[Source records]
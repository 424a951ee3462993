use std::time::{Duration, Instant};

use tracing::{debug, info};

use crate::domain::{
    Debouncer, DisplayRow, LookupError, LookupOutcome, LookupState, RequestId, RequestTracker,
};

const SPINNER: [&str; 4] = ["|", "/", "-", "\\"];

#[derive(Debug, Clone, Copy, PartialEq, Eq)]
pub enum StatusLevel {
    Info,
    Warn,
    Error,
}

#[derive(Debug, Clone)]
pub struct StatusMessage {
    pub text: String,
    pub level: StatusLevel,
    pub since: Instant,
}

/// A lookup the worker should run
#[derive(Debug, Clone, PartialEq, Eq)]
pub struct LookupRequest {
    pub request: RequestId,
    pub query: String,
}

#[derive(Debug, Clone, Copy, PartialEq, Eq)]
pub enum WalletRequest {
    Connect,
    Disconnect,
}

/// What the header shows about the wallet
#[derive(Debug, Clone, Default)]
pub struct WalletView {
    pub connected: bool,
    pub accounts: Vec<String>,
    /// A connect/disconnect is in flight
    pub busy: bool,
    pub endpoint: String,
}

pub struct App {
    pub input: String,
    pub lookup: LookupState,
    pub wallet: WalletView,
    pub endpoint: String,
    pub network: String,
    pub help_open: bool,
    pub should_quit: bool,
    pub selected_row: usize,
    requests: RequestTracker,
    debouncer: Debouncer<String>,
    pending_lookups: Vec<LookupRequest>,
    wallet_request: Option<WalletRequest>,
    status: Option<StatusMessage>,
    spinner: usize,
}

impl App {
    pub fn new(debounce: Duration) -> Self {
        Self {
            input: String::new(),
            lookup: LookupState::Idle,
            wallet: WalletView::default(),
            endpoint: String::new(),
            network: String::new(),
            help_open: false,
            should_quit: false,
            selected_row: 0,
            requests: RequestTracker::new(),
            debouncer: Debouncer::new(debounce),
            pending_lookups: Vec::new(),
            wallet_request: None,
            status: None,
            spinner: 0,
        }
    }

    pub fn set_status(&mut self, text: impl Into<String>, level: StatusLevel) {
        self.status = Some(StatusMessage {
            text: text.into(),
            level,
            since: Instant::now(),
        });
    }

    pub fn status_text(&self) -> Option<(&str, StatusLevel)> {
        self.status
            .as_ref()
            .map(|status| (status.text.as_str(), status.level))
    }

    pub fn on_tick(&mut self) {
        self.spinner = self.spinner.wrapping_add(1);
        if let Some(status) = self.status.as_ref() {
            if status.since.elapsed() > Duration::from_secs(4) {
                self.status = None;
            }
        }
    }

    pub fn spinner_frame(&self) -> &'static str {
        SPINNER[self.spinner % SPINNER.len()]
    }

    // === Query input ===

    pub fn push_char(&mut self, c: char, now: Instant) {
        self.input.push(c);
        self.on_query_changed(now);
    }

    pub fn pop_char(&mut self, now: Instant) {
        if self.input.pop().is_some() {
            self.on_query_changed(now);
        }
    }

    pub fn clear_input(&mut self, now: Instant) {
        if !self.input.is_empty() {
            self.input.clear();
            self.on_query_changed(now);
        }
    }

    /// Every edit restarts the quiet window; an empty query schedules nothing
    fn on_query_changed(&mut self, now: Instant) {
        if self.input.trim().is_empty() {
            self.debouncer.cancel();
        } else {
            self.debouncer.trigger(self.input.clone(), now);
        }
    }

    /// Explicit submit: skip the quiet window
    pub fn submit(&mut self) -> RequestId {
        self.debouncer.cancel();
        self.start_lookup(self.input.clone())
    }

    /// Fire the debounced query once input has settled
    pub fn poll_debounce(&mut self, now: Instant) -> Option<RequestId> {
        let query = self.debouncer.poll(now)?;
        Some(self.start_lookup(query))
    }

    /// How long the event loop may sleep before the debouncer needs a poll
    pub fn next_wakeup(&self, now: Instant) -> Option<Duration> {
        self.debouncer.time_until_fire(now)
    }

    fn start_lookup(&mut self, query: String) -> RequestId {
        let request = self.requests.issue();
        debug!(request = request.0, query = %query, "lookup started");
        self.lookup = LookupState::Loading {
            request,
            query: query.clone(),
        };
        self.selected_row = 0;
        self.pending_lookups.push(LookupRequest { request, query });
        request
    }

    pub fn take_lookup_requests(&mut self) -> Vec<LookupRequest> {
        std::mem::take(&mut self.pending_lookups)
    }

    /// Apply a finished lookup. Results from superseded requests are dropped.
    pub fn apply_lookup_result(
        &mut self,
        request: RequestId,
        result: Result<LookupOutcome, LookupError>,
    ) -> bool {
        if !self.requests.is_current(request) {
            debug!(
                request = request.0,
                latest = ?self.requests.latest().map(|id| id.0),
                "discarding stale lookup result"
            );
            return false;
        }

        let query = match &self.lookup {
            LookupState::Loading { query, .. } => query.clone(),
            _ => self.input.clone(),
        };

        match result {
            Ok(outcome) => {
                let count = outcome.rows.len();
                let target = outcome
                    .resolved_from
                    .clone()
                    .unwrap_or_else(|| outcome.address.to_checksum(None));
                self.set_status(
                    format!("{} token balances for {}", count, target),
                    StatusLevel::Info,
                );
                self.lookup = LookupState::Success(outcome);
            }
            Err(error) => {
                info!(query = %query, kind = error.kind(), "lookup failed: {}", error);
                self.status = None;
                self.lookup = LookupState::Failure { query, error };
            }
        }
        self.clamp_selection();
        true
    }

    pub fn is_loading(&self) -> bool {
        self.lookup.is_loading()
    }

    pub fn rows(&self) -> &[DisplayRow] {
        self.lookup.rows()
    }

    // === Wallet ===

    pub fn toggle_wallet(&mut self) {
        if self.wallet.busy {
            self.set_status("Wallet request already in progress", StatusLevel::Warn);
            return;
        }
        let request = if self.wallet.connected {
            WalletRequest::Disconnect
        } else {
            WalletRequest::Connect
        };
        self.wallet.busy = true;
        self.wallet_request = Some(request);
        if request == WalletRequest::Connect {
            self.set_status("Waiting for wallet approval…", StatusLevel::Info);
        }
    }

    pub fn take_wallet_request(&mut self) -> Option<WalletRequest> {
        self.wallet_request.take()
    }

    pub fn apply_wallet_connected(&mut self, accounts: Vec<String>) {
        self.wallet.busy = false;
        self.wallet.connected = true;
        let first = accounts.first().cloned().unwrap_or_default();
        self.wallet.accounts = accounts;
        self.set_status(format!("Wallet connected: {}", first), StatusLevel::Info);
    }

    pub fn apply_wallet_disconnected(&mut self) {
        self.wallet.busy = false;
        self.wallet.connected = false;
        self.wallet.accounts.clear();
        self.set_status("Wallet disconnected", StatusLevel::Info);
    }

    pub fn apply_wallet_failed(&mut self, error: LookupError) {
        self.wallet.busy = false;
        self.wallet.connected = false;
        self.wallet.accounts.clear();
        self.set_status(error.to_string(), StatusLevel::Error);
    }

    pub fn apply_worker_error(&mut self, message: String) {
        self.set_status(message, StatusLevel::Error);
    }

    // === Results table ===

    pub fn move_selection_up(&mut self) {
        self.selected_row = self.selected_row.saturating_sub(1);
    }

    pub fn move_selection_down(&mut self) {
        let len = self.rows().len();
        if len > 0 && self.selected_row + 1 < len {
            self.selected_row += 1;
        }
    }

    fn clamp_selection(&mut self) {
        let len = self.rows().len();
        if len == 0 {
            self.selected_row = 0;
        } else if self.selected_row >= len {
            self.selected_row = len - 1;
        }
    }
}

### Task details:
Exactly as shown above, return all of the entries.

### Completed exercise:
repository 424a951ee3462993
use std::time::{Duration, Instant};

use tracing::{debug, info};

use crate::domain::{
    Debouncer, DisplayRow, LookupError, LookupOutcome, LookupState, RequestId, RequestTracker,
};

const SPINNER: [&str; 4] = ["|", "/", "-", "\\"];

#[derive(Debug, Clone, Copy, PartialEq, Eq)]
pub enum StatusLevel {
    Info,
    Warn,
    Error,
}

#[derive(Debug, Clone)]
pub struct StatusMessage {
    pub text: String,
    pub level: StatusLevel,
    pub since: Instant,
}

/// A lookup the worker should run
#[derive(Debug, Clone, PartialEq, Eq)]
pub struct LookupRequest {
    pub request: RequestId,
    pub query: String,
}

#[derive(Debug, Clone, Copy, PartialEq, Eq)]
pub enum WalletRequest {
    Connect,
    Disconnect,
}

/// What the header shows about the wallet
#[derive(Debug, Clone, Default)]
pub struct WalletView {
    pub connected: bool,
    pub accounts: Vec<String>,
    /// A connect/disconnect is in flight
    pub busy: bool,
    pub endpoint: String,
}

pub struct App {
    pub input: String,
    pub lookup: LookupState,
    pub wallet: WalletView,
    pub endpoint: String,
    pub network: String,
    pub help_open: bool,
    pub should_quit: bool,
    pub selected_row: usize,
    requests: RequestTracker,
    debouncer: Debouncer<String>,
    pending_lookups: Vec<LookupRequest>,
    wallet_request: Option<WalletRequest>,
    status: Option<StatusMessage>,
    spinner: usize,
}

impl App {
    pub fn new(debounce: Duration) -> Self {
        Self {
            input: String::new(),
            lookup: LookupState::Idle,
            wallet: WalletView::default(),
            endpoint: String::new(),
            network: String::new(),
            help_open: false,
            should_quit: false,
            selected_row: 0,
            requests: RequestTracker::new(),
            debouncer: Debouncer::new(debounce),
            pending_lookups: Vec::new(),
            wallet_request: None,
            status: None,
            spinner: 0,
        }
    }

    pub fn set_status(&mut self, text: impl Into<String>, level: StatusLevel) {
        self.status = Some(StatusMessage {
            text: text.into(),
            level,
            since: Instant::now(),
        });
    }

    pub fn status_text(&self) -> Option<(&str, StatusLevel)> {
        self.status
            .as_ref()
            .map(|status| (status.text.as_str(), status.level))
    }

    pub fn on_tick(&mut self) {
        self.spinner = self.spinner.wrapping_add(1);
        if let Some(status) = self.status.as_ref() {
            if status.since.elapsed() > Duration::from_secs(4) {
                self.status = None;
            }
        }
    }

    pub fn spinner_frame(&self) -> &'static str {
        SPINNER[self.spinner % SPINNER.len()]
    }

    // === Query input ===

    pub fn push_char(&mut self, c: char, now: Instant) {
        self.input.push(c);
        self.on_query_changed(now);
    }

    pub fn pop_char(&mut self, now: Instant) {
        if self.input.pop().is_some() {
            self.on_query_changed(now);
        }
    }

    pub fn clear_input(&mut self, now: Instant) {
        if !self.input.is_empty() {
            self.input.clear();
            self.on_query_changed(now);
        }
    }

    /// Every edit restarts the quiet window; an empty query schedules nothing
    fn on_query_changed(&mut self, now: Instant) {
        if self.input.trim().is_empty() {
            self.debouncer.cancel();
        } else {
            self.debouncer.trigger(self.input.clone(), now);
        }
    }

    /// Explicit submit: skip the quiet window
    pub fn submit(&mut self) -> RequestId {
        self.debouncer.cancel();
        self.start_lookup(self.input.clone())
    }

    /// Fire the debounced query once input has settled
    pub fn poll_debounce(&mut self, now: Instant) -> Option<RequestId> {
        let query = self.debouncer.poll(now)?;
        Some(self.start_lookup(query))
    }

    /// How long the event loop may sleep before the debouncer needs a poll
    pub fn next_wakeup(&self, now: Instant) -> Option<Duration> {
        self.debouncer.time_until_fire(now)
    }

    fn start_lookup(&mut self, query: String) -> RequestId {
        let request = self.requests.issue();
        debug!(request = request.0, query = %query, "lookup started");
        self.lookup = LookupState::Loading {
            request,
            query: query.clone(),
        };
        self.selected_row = 0;
        self.pending_lookups.push(LookupRequest { request, query });
        request
    }

    pub fn take_lookup_requests(&mut self) -> Vec<LookupRequest> {
        std::mem::take(&mut self.pending_lookups)
    }

    /// Apply a finished lookup. Results from superseded requests are dropped.
    pub fn apply_lookup_result(
        &mut self,
        request: RequestId,
        result: Result<LookupOutcome, LookupError>,
    ) -> bool {
        if !self.requests.is_current(request) {
            debug!(
                request = request.0,
                latest = ?self.requests.latest().map(|id| id.0),
                "discarding stale lookup result"
            );
            return false;
        }

        let query = match &self.lookup {
            LookupState::Loading { query, .. } => query.clone(),
            _ => self.input.clone(),
        };

        match result {
            Ok(outcome) => {
                let count = outcome.rows.len();
                let target = outcome
                    .resolved_from
                    .clone()
                    .unwrap_or_else(|| outcome.address.to_checksum(None));
                self.set_status(
                    format!("{} token balances for {}", count, target),
                    StatusLevel::Info,
                );
                self.lookup = LookupState::Success(outcome);
            }
            Err(error) => {
                info!(query = %query, kind = error.kind(), "lookup failed: {}", error);
                self.status = None;
                self.lookup = LookupState::Failure { query, error };
            }
        }
        self.clamp_selection();
        true
    }

    pub fn is_loading(&self) -> bool {
        self.lookup.is_loading()
    }

    pub fn rows(&self) -> &[DisplayRow] {
        self.lookup.rows()
    }

    // === Wallet ===

    pub fn toggle_wallet(&mut self) {
        if self.wallet.busy {
            self.set_status("Wallet request already in progress", StatusLevel::Warn);
            return;
        }
        let request = if self.wallet.connected {
            WalletRequest::Disconnect
        } else {
            WalletRequest::Connect
        };
        self.wallet.busy = true;
        self.wallet_request = Some(request);
        if request == WalletRequest::Connect {
            self.set_status("Waiting for wallet approval…", StatusLevel::Info);
        }
    }

    pub fn take_wallet_request(&mut self) -> Option<WalletRequest> {
        self.wallet_request.take()
    }

    pub fn apply_wallet_connected(&mut self, accounts: Vec<String>) {
        self.wallet.busy = false;
        self.wallet.connected = true;
        let first = accounts.first().cloned().unwrap_or_default();
        self.wallet.accounts = accounts;
        self.set_status(format!("Wallet connected: {}", first), StatusLevel::Info);
    }

    pub fn apply_wallet_disconnected(&mut self) {
        self.wallet.busy = false;
        self.wallet.connected = false;
        self.wallet.accounts.clear();
        self.set_status("Wallet disconnected", StatusLevel::Info);
    }

    pub fn apply_wallet_failed(&mut self, error: LookupError) {
        self.wallet.busy = false;
        self.wallet.connected = false;
        self.wallet.accounts.clear();
        self.set_status(error.to_string(), StatusLevel::Error);
    }

    pub fn apply_worker_error(&mut self, message: String) {
        self.set_status(message, StatusLevel::Error);
    }

    // === Results table ===

    pub fn move_selection_up(&mut self) {
        self.selected_row = self.selected_row.saturating_sub(1);
    }

    pub fn move_selection_down(&mut self) {
        let len = self.rows().len();
        if len > 0 && self.selected_row + 1 < len {
            self.selected_row += 1;
        }
    }

    fn clamp_selection(&mut self) {
        let len = self.rows().len();
        if len == 0 {
            self.selected_row = 0;
        } else if self.selected_row >= len {
            self.selected_row = len - 1;
        }
    }
}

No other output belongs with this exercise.